EXERCISE PROMPT: Report every line below that holds the word "sstable".

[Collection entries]
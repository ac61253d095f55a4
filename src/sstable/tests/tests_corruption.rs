#[cfg(test)]
mod tests {
    use tempfile::TempDir;

    use crate::sstable::tests::helpers::{build_table, init_tracing, put};
    use crate::sstable::{Table, TableError, TableOptions, reader::TableReadOptions};

    fn build_sample(tmp: &TempDir, name: &str, options: TableOptions) -> std::path::PathBuf {
        let path = tmp.path().join(name);
        let entries: Vec<_> = (0..200u32)
            .map(|i| put(format!("key-{i:05}").as_bytes(), 50, b"some-value-payload"))
            .collect();
        build_table(&path, options, &entries);
        path
    }

    #[test]
    fn test_flipped_data_bit_caught_by_verify_checksums() {
        init_tracing();
        let tmp = TempDir::new().unwrap();
        let path = build_sample(&tmp, "flip.sst", TableOptions::default());

        // Flip one bit early in the file: inside the first data block.
        let mut bytes = std::fs::read(&path).unwrap();
        bytes[40] ^= 0x10;
        std::fs::write(&path, &bytes).unwrap();

        let table = Table::open(&path, TableReadOptions { verify_checksums: true }).unwrap();
        let mut iter = table.iter();
        iter.seek_to_first();
        // The first data block read must surface the mismatch.
        assert!(!iter.valid());
        assert!(matches!(iter.take_status(), Err(TableError::Checksum(_))));
    }

    #[test]
    fn test_truncated_file_rejected_at_open() {
        init_tracing();
        let tmp = TempDir::new().unwrap();
        let path = build_sample(&tmp, "trunc.sst", TableOptions::default());

        let bytes = std::fs::read(&path).unwrap();
        // Drop the footer's final bytes.
        std::fs::write(&path, &bytes[..bytes.len() - 10]).unwrap();
        assert!(Table::open(&path, TableReadOptions::default()).is_err());

        // A nearly-empty file is rejected cleanly too.
        std::fs::write(&path, b"tiny").unwrap();
        assert!(matches!(
            Table::open(&path, TableReadOptions::default()).unwrap_err(),
            TableError::Corruption(_)
        ));
    }

    #[test]
    fn test_zeroed_magic_rejected() {
        init_tracing();
        let tmp = TempDir::new().unwrap();
        let path = build_sample(&tmp, "magic.sst", TableOptions::default());

        let mut bytes = std::fs::read(&path).unwrap();
        let n = bytes.len();
        bytes[n - 8..].fill(0);
        std::fs::write(&path, &bytes).unwrap();

        assert!(matches!(
            Table::open(&path, TableReadOptions::default()).unwrap_err(),
            TableError::Corruption(_)
        ));
    }

    #[test]
    fn test_v6_footer_corruption_rejected_at_open() {
        init_tracing();
        let tmp = TempDir::new().unwrap();
        let options = TableOptions {
            format_version: 6,
            base_context_checksum: 0x0bad_cafe,
            ..TableOptions::default()
        };
        let path = build_sample(&tmp, "v6.sst", options);

        // Corrupt the metaindex_size field: the footer checksum covers it.
        let mut bytes = std::fs::read(&path).unwrap();
        let footer_start = bytes.len() - 53;
        bytes[footer_start + 13] ^= 0x01;
        std::fs::write(&path, &bytes).unwrap();

        assert!(Table::open(&path, TableReadOptions::default()).is_err());
    }

    #[test]
    fn test_unverified_read_still_decodes_clean_file() {
        // verify_checksums=false must not change results on a good file.
        init_tracing();
        let tmp = TempDir::new().unwrap();
        let path = build_sample(&tmp, "clean.sst", TableOptions::default());

        let table = Table::open(&path, TableReadOptions { verify_checksums: false }).unwrap();
        let mut iter = table.iter();
        iter.seek_to_first();
        let mut count = 0;
        while iter.valid() {
            count += 1;
            iter.next();
        }
        iter.take_status().unwrap();
        assert_eq!(count, table.properties.num_entries);
    }
}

RESPONSE AREA:
filename src/sstable/tests/tests_corruption.rs
    use crate::sstable::tests::helpers::{build_table, init_tracing, put};
    use crate::sstable::{Table, TableError, TableOptions, reader::TableReadOptions};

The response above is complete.